Clutch size plotted against mean monthly rainfall (November–April) for the previous wet season. Data are from eggs and eggshells found in 2019 (after periods of less rainfall) and those found in 2013 (after periods of less rainfall). See “Materials and methods” section for details on treatment of the data.
Discussion
We present indirect but compelling evidence for phenotypic plasticity in nest depth chosen by mothers across years with marked differences in wet season rainfall, a proxy for soil moisture. Mothers chose to nest deeper in drier years. Our data are novel for reptiles in demonstrating plasticity in maternal behavior as a result of hydric conditions during the time of nesting. The lack of similar findings prior to our study are likely due to the trade-off between moisture and temperature with depth in most reptiles; extreme deep nesting in V. panoptes allowed us to disentangle temperature and moisture. Our data suggest that ground-nesting reptiles can assess soil moisture and respond by adjusting the depth of the nest, but may not, due to the cooling effect of nesting deeper. This finding, in tandem with previous findings of apparent among-generation adjustments in nest depth across a rainfall gradient, provide a more complete picture of how mothers can promote hatching success through adjustments in nest site choice behavior. Finally, we also revealed marked variation in clutch size associated with the magnitude of wet season rainfall, likely caused by variation in energy acquisition or size-mediated mortality of mothers caused by invasive cane toads (see below).

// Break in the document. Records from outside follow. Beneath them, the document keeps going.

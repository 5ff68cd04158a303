//! Test helper utilities for driving the queue against a temporary folder

#![allow(dead_code)]

use std::path::Path;
use std::sync::atomic::{AtomicUsize, Ordering};
use std::sync::Arc;

use offload_queue::models::job::Segment;
use offload_queue::models::label::Label;
use offload_queue::services::classifier::{Classify, ClassifyError, HeuristicClassifier};
use offload_queue::QueueConfig;
use tempfile::TempDir;

/// A shared folder in a temp directory with the queue layout created.
pub struct TestQueue {
    pub dir: TempDir,
    pub config: QueueConfig,
}

impl TestQueue {
    pub async fn new() -> Self {
        let dir = tempfile::tempdir().expect("tempdir");
        let config = fast_config(dir.path());
        offload_queue::QueueDirectory::new(dir.path())
            .ensure_layout()
            .await
            .expect("layout");
        Self { dir, config }
    }

    /// An existing shared folder that no worker has laid out yet.
    pub fn bare() -> Self {
        let dir = tempfile::tempdir().expect("tempdir");
        let config = fast_config(dir.path());
        Self { dir, config }
    }

    pub fn root(&self) -> &Path {
        self.dir.path()
    }

    pub fn names_in(&self, location: &str) -> Vec<String> {
        let mut names: Vec<String> = std::fs::read_dir(self.root().join(location))
            .expect("read dir")
            .flatten()
            .filter_map(|e| e.file_name().into_string().ok())
            .collect();
        names.sort();
        names
    }
}

/// Config with intervals short enough for tests.
pub fn fast_config(root: &Path) -> QueueConfig {
    let mut config = QueueConfig::with_root(root);
    config.poll_interval_ms = 20;
    config.stability_window_ms = 10;
    config.result_timeout_secs = 5;
    config
}

/// Heuristic labels, counting every call.
#[derive(Clone, Default)]
pub struct CountingClassifier {
    pub calls: Arc<AtomicUsize>,
}

impl CountingClassifier {
    pub fn calls(&self) -> usize {
        self.calls.load(Ordering::SeqCst)
    }
}

impl Classify for CountingClassifier {
    async fn classify(&self, segments: &[Segment]) -> Result<Vec<Label>, ClassifyError> {
        self.calls.fetch_add(1, Ordering::SeqCst);
        HeuristicClassifier.classify(segments).await
    }
}

/// Returns labels in reverse segment order.
pub struct ReversingClassifier;

impl Classify for ReversingClassifier {
    async fn classify(&self, segments: &[Segment]) -> Result<Vec<Label>, ClassifyError> {
        let mut labels = HeuristicClassifier.classify(segments).await?;
        labels.reverse();
        Ok(labels)
    }
}

/// Drops the last label.
pub struct ShortClassifier;

impl Classify for ShortClassifier {
    async fn classify(&self, segments: &[Segment]) -> Result<Vec<Label>, ClassifyError> {
        let mut labels = HeuristicClassifier.classify(segments).await?;
        labels.pop();
        Ok(labels)
    }
}

pub struct FailingClassifier;

impl Classify for FailingClassifier {
    async fn classify(&self, _segments: &[Segment]) -> Result<Vec<Label>, ClassifyError> {
        Err(ClassifyError::Backend("model not loaded".to_string()))
    }
}

pub struct PanickingClassifier;

impl Classify for PanickingClassifier {
    async fn classify(&self, _segments: &[Segment]) -> Result<Vec<Label>, ClassifyError> {
        panic!("tensor shape mismatch")
    }
}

Although the evolution of the amniotic egg released oviparous reptiles and their kin from laying eggs in water or wet places, reptile embryos typically require moist conditions for successful development and hatching. Mothers in the present study responded to drier conditions by nesting up to 73% deeper (3.1 m in the largest wet season compared to 2.27 m in the smallest wet season) (Figs. 2, 3). The vast majority of the nests were from the same warren, eliminating possible variation in local microclimate or soil type that might influence nesting mothers (moreover, warren was added as a random effect in the models). The variation in nest depths was not likely a result of variation in temperature across years because both the mean and variance in nest temperature remain virtually unchanged as you descend from 1 to 4 m deep in V. panoptes nests (see Fig. 4 in39). We can think of no other reason why nest depth would vary significantly and consistently with wet season rainfall, and our interpretation is supported by the species nesting deeper in more arid locations across a rainfall gradient39,41,42 (and T. Madsen, unpubl. data). Although we did not measure soil moisture, V. panoptes nest in the late wet season/early dry season and eggs incubate for 8 months throughout the long dry season, during which time an obvious soil moisture gradient with depth exists39.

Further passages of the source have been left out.